Наложница фараона - [120]

Шрифт
Интервал

Андреас даже видел дочь сапожника прежде, она показалась ему совсем некрасивой, но кто-то говорил о ее уме. А после Андреас забыл напрочь о ней.

Она после той их беседы стала о нем думать. Теперь ей казалось, что тогда, увлеченная своими словами, тем, как она говорила, она не узнавала его. В сущности, она тогда, пожалуй, впервые увидела его. Когда он приходил когда-то, давно, к ее отцу заказывать обувь, она убегала в свою комнату и кидалась лицом в подушку. И, значит, почти и не видела того, кого любила… А она любила его с того самого дня (в сущности, только тогда она и видела его), когда его, маленького, пятилетнего мальчика, мать привела в мастерскую ее отца. Сколько лет ей тогда было? Наверное, немногим больше трех лет. И она смотрела на него в щель занавески, отделявшей мастерскую от жилой комнаты. На ней было длинное пестрое платьице, и две косички, и серьги маленькие с желтыми камешками — память о матери, рано умершей. Эти серьги она после смерти матери никогда не снимала, и сейчас эти серьги вдеты были в мочки ее маленьких ушей. Она знала, что уши у нее красивые; помнила еще, как мать старательно повязывала ей голову платком, прижимала ушки, чтобы не оттопыривались… Тогда, в тот первый раз, она еще не знала того смятения, которое не давало ей подолгу смотреть на него после, в другие разы, когда он приходил. А тогда, в тот первый раз, она смотрела на него с таким радостным наслаждением, не отрываясь… Видела его сияющие глаза… Но узнала его… теперь… И очень больно…

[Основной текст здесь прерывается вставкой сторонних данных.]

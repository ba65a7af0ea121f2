//! Node tokens
//!
//! Library names, jar paths and task names all travel through the orderer
//! as the same opaque token. What a node means is up to the resolver that
//! produced it.

use std::borrow::Borrow;
use std::fmt;
use std::sync::Arc;
use serde::{Deserialize, Serialize};

/// Interned, cheaply clonable node identifier
#[derive(Clone, PartialEq, Eq, Hash, Serialize, Deserialize)]
#[serde(transparent)]
pub struct Node(Arc<str>);

impl Node {
    /// Create a node from anything string-like
    pub fn new(name: impl AsRef<str>) -> Self {
        Self(Arc::from(name.as_ref()))
    }

    pub fn as_str(&self) -> &str {
        &self.0
    }
}

impl fmt::Debug for Node {
    fn fmt(&self, f: &mut fmt::Formatter<'_>) -> fmt::Result {
        fmt::Debug::fmt(&*self.0, f)
    }
}

impl fmt::Display for Node {
    fn fmt(&self, f: &mut fmt::Formatter<'_>) -> fmt::Result {
        f.write_str(&self.0)
    }
}

impl From<&str> for Node {
    fn from(name: &str) -> Self {
        Self(Arc::from(name))
    }
}

impl From<String> for Node {
    fn from(name: String) -> Self {
        Self(Arc::from(name))
    }
}

impl From<&String> for Node {
    fn from(name: &String) -> Self {
        Self::new(name)
    }
}

impl AsRef<str> for Node {
    fn as_ref(&self) -> &str {
        &self.0
    }
}

impl Borrow<str> for Node {
    fn borrow(&self) -> &str {
        &self.0
    }
}

/// Build a node list from string literals
pub fn nodes<I, S>(names: I) -> Vec<Node>
where
    I: IntoIterator<Item = S>,
    S: AsRef<str>,
{
    names.into_iter().map(Node::new).collect()
}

Сколько раз она могла бы показаться ему, заговорить с ним, но она этого не делала, не хотела…

Отец любил ее, а не какую-то «дочь». Ему не нужно было, чтобы она была такой, какой должна быть женщина, которая называется «дочь». Он любил ее саму и принимал и понимал все ее свойства. Он понимал, когда не надо ни о чем спрашивать, и молчал. Он давал ей читать свои записи о происходящих событиях, и она любила эти записи и потому понимала их. И она любила отца. Мать умерла молодой; и она помнила смутно, что мать была худенькая и улыбалась; и такой нежный душистый запах и нежные касания рук, теплых пальцев, когда мать держала ее на коленях… Она была похожа на мать.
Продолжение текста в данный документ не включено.